Kirschspiel - The Kirchspiel site opens toward the Rhine like an amphitheater. Its south to southeast exposure protects the vines from cold westerly winds and accounts for the excellent microclimate of the vineyard. The soil structure is marked by clayish marl interspersed with limestone.
Brunnenhäuschen - The Brunnenhäuschen site is situated high on the slope above Westhofen. Due to its elevation, grapes ripen slowly and harvest usually takes place after a very long growing season. The finest portion of Brunnenhäuschen is an old parcel known as “Abtserde,” where Wittmann has 1.2 acres of Riesling. This site has a clayish marl that is rich in limestone. Due to a high iron oxide content, parts of the soil are reddish in color, also referred to as “terra rossa.” The subsoil is interspersed with large limestone rocks.

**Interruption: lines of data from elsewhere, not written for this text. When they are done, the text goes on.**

use thiserror::Error;

#[derive(Debug, Error)]
pub enum RecommendError {
    #[error("course not found: {0}")]
    CourseNotFound(usize),
    #[error("recommendations unavailable: {0:#}")]
    Unavailable(anyhow::Error),
    #[error("no profile fields to update")]
    EmptyUpdate,
}

impl From<anyhow::Error> for RecommendError {
    fn from(err: anyhow::Error) -> Self {
        RecommendError::Unavailable(err)
    }
}
use super::Course;
use crate::{DESCRIPTION_COLUMN, KEYWORD_COLUMN, TITLE_COLUMN};
use anyhow::{anyhow, Context, Result};
use std::collections::BTreeMap;
use std::path::Path;

/// Header names of the columns a composite course document is built from.
#[derive(Clone, Debug, PartialEq)]
pub struct Columns {
    pub title: String,
    pub description: String,
    pub keywords: String,
}

impl Columns {
    pub fn from_env() -> Self {
        Self {
            title: TITLE_COLUMN.clone(),
            description: DESCRIPTION_COLUMN.clone(),
            keywords: KEYWORD_COLUMN.clone(),
        }
    }
}

pub fn load_courses(path: impl AsRef<Path>, columns: &Columns) -> Result<Vec<Course>> {
    let path = path.as_ref();
    let mut reader = csv::Reader::from_path(path)
        .with_context(|| format!("failed to open course catalog {}", path.display()))?;

    let headers = reader
        .headers()
        .with_context(|| format!("failed to read header of {}", path.display()))?
        .clone();
    let position = |name: &str| {
        headers
            .iter()
            .position(|h| h.trim() == name)
            .ok_or_else(|| anyhow!("course catalog {} has no column {:?}", path.display(), name))
    };
    let title = position(&columns.title)?;
    let description = position(&columns.description)?;
    let keywords = position(&columns.keywords)?;

    let mut courses = vec![];
    for (ordinal, record) in reader.records().enumerate() {
        // csv counts the header as line 1
        let record = record.with_context(|| {
            format!("malformed course row {} in {}", ordinal + 2, path.display())
        })?;
        let field = |i: usize| record.get(i).unwrap_or("").to_string();
        let raw_fields = headers
            .iter()
            .zip(record.iter())
            .map(|(h, v)| (h.to_string(), v.to_string()))
            .collect::<BTreeMap<_, _>>();
        courses.push(Course {
            ordinal,
            title: field(title),
            description: field(description),
            keywords: field(keywords),
            raw_fields,
        });
    }
    info!("loaded {} courses from {}", courses.len(), path.display());

    Ok(courses)
}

Morstein - Morstein is situated on a south-facing slope that has a subsoil of massive limestone rocks. This site dates from 1282, and Wittmann owns about 10 acres in the best, southeast-facing parcel. The topsoil is heavy clayish marl interspersed with limestone. The subsoil is also heavy and marked by layers of limestone that help circulate water. This ensures that the vines are well supplied with nutrients and minerals, and accounts for the mineral character of Morstein wines
Philipp looks for natural balance in the vineyards, in order to slow the ripening process and harvest grapes that have fully developed flavors, but are not overripe and still have moderate must weights. The goal is to produce richly flavored, full-bodied wines that don’t exceed 12.5 to 13.0% alcohol. In warm years, this can sometimes mean hanging a higher crop early on, and then reducing it by cutting individual clusters in half or through a series of selective pickings for the different tiers of quality.
All of the fruit is harvested by hand and carefully transported to the winery. After four to 24 hours of skin contact, it is pressed in a modern pneumatic press, which is as gentle as an old-style basket press, giving pure, clean juice without the phenolic bitterness that can come from heavy pressing. Spontaneous fermentation with indigenous yeasts, as well as post-fermentation maturation, takes place in a combination of stainless steel tanks and large, neutral oak casks (1,200 and 2,400 liters), depending on the wine. In typical years, the basic estate wines are produced in 50% stainless steel and 50% oak casks, whereas 70% of the Grosses Gewächs (GG) wines are produced in wood casks. The wines are kept on the lees until bottling in April (August for the GGs).